Há mais de cem anos tudo ficou perfeito ali. Perfeito e completo, como se todos tivessem decidido sair da História para entrar na vida. Há muito que os gregos, em geral, acharam que já tinham dado o que podiam dar -filosofia, teatro, ciência, política, melodia, técnica, deuses, democracia, dúvida socrática, amor platônico, lógica aristotélica, herói da Maratona, tragédia de Sófocles, complexo de Édipo, Século de Péricles, mármores de Fídias, banho de Arquimedes, pira olímpica e, de quebra, olhos esbugalhados de Melina Mercouri.
Mykonos resistiu a tudo.
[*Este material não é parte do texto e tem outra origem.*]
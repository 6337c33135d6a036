#![allow(dead_code)]

use std::fs;
use std::path::Path;

use serde_json::{Value, json};
use tempfile::TempDir;

/// Creates an `assert_cmd` Command for the plotly-light binary.
#[macro_export]
macro_rules! plotly_light {
    () => {
        assert_cmd::Command::new(assert_cmd::cargo::cargo_bin!("plotly-light"))
    };
}

pub const IFRAME_DIR: &str = "iframe_figures";

/// Creates a temporary notebook directory with test fixtures.
pub struct TestFixture {
    pub dir: TempDir,
}

impl TestFixture {
    /// Creates a new test fixture with an empty temp directory.
    pub fn new() -> Self {
        Self {
            dir: TempDir::new().expect("Failed to create temp directory"),
        }
    }

    /// Creates a file with the given content in the temp directory.
    pub fn create_file(&self, relative_path: &str, content: &str) {
        let path = self.dir.path().join(relative_path);
        if let Some(parent) = path.parent() {
            fs::create_dir_all(parent).expect("Failed to create parent directories");
        }
        fs::write(&path, content).expect("Failed to write file");
    }

    /// Returns the path to the temp directory.
    pub fn path(&self) -> &Path {
        self.dir.path()
    }

    pub fn exists(&self, relative_path: &str) -> bool {
        self.dir.path().join(relative_path).exists()
    }

    pub fn read(&self, relative_path: &str) -> String {
        fs::read_to_string(self.dir.path().join(relative_path)).expect("Failed to read file")
    }

    pub fn create_config(&self, content: &str) {
        self.create_file(".plotly-light.toml", content);
    }

    /// Creates an iframe figure file named `<name>.html`.
    pub fn create_iframe_figure(&self, name: &str) {
        self.create_file(&format!("{IFRAME_DIR}/{name}.html"), "<html></html>");
    }

    /// Creates a notebook whose outputs show the given iframe figures.
    pub fn create_notebook(&self, name: &str, figures: &[&str]) {
        let outputs: Vec<Value> = figures
            .iter()
            .map(|figure| {
                json!({
                    "output_type": "display_data",
                    "data": {"text/html": [
                        "<iframe\n",
                        "    scrolling=\"no\"\n",
                        format!("src=\"{IFRAME_DIR}/{figure}.html\"\n"),
                        "></iframe>\n",
                    ]},
                })
            })
            .collect();
        let notebook = json!({
            "cells": [{"cell_type": "code", "source": [], "outputs": outputs}],
            "metadata": {},
            "nbformat": 4,
            "nbformat_minor": 5,
        });
        self.create_file(name, &notebook.to_string());
    }
}

/// A small figure with an explicit size.
pub fn sized_figure() -> Value {
    json!({
        "data": [{"type": "scatter", "x": [1, 2, 3], "y": [3, 1, 2], "mode": "markers"}],
        "layout": {"width": 400, "height": 400},
    })
}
Armou o seu estilo de vida, simples, silencioso, em contato com as essências salgadas de sua paisagem azul e branca.
Os homens atingem idade avançada e continuam grudados aos barcos, molhados de ondas, olhando as mulheres com a força de suas pupilas vivas e negras, que o tempo não foi bastante para apagá-las. Eles não penduram as chuteiras antes dos 80 -em nenhum setor da humana lida.
As mulheres passam em silêncio, iluminadas pelo sol que amadurece as frutas e frutifica as oliveiras. Há velhas também, mas as moças lá estão, os pulsos brancos, as pernas fortes, decifrando com seus olhos imensos o labirinto das ruas que levam à sombra do homem.
Eles estão chegando, turistas afobados, lamentando que a ilha não tenha um Hilton ou um Sheraton. Não está em moda citar Sartre mas lá vai: o inferno são os outros mesmo.
Não sou grego nem turista, nem rico, nem ilhéu. Em Mykonos, depois de comprido giro por Jerusalém, Atenas e Roma, descansei meus olhos fatigados de ruínas -e deslumbrados.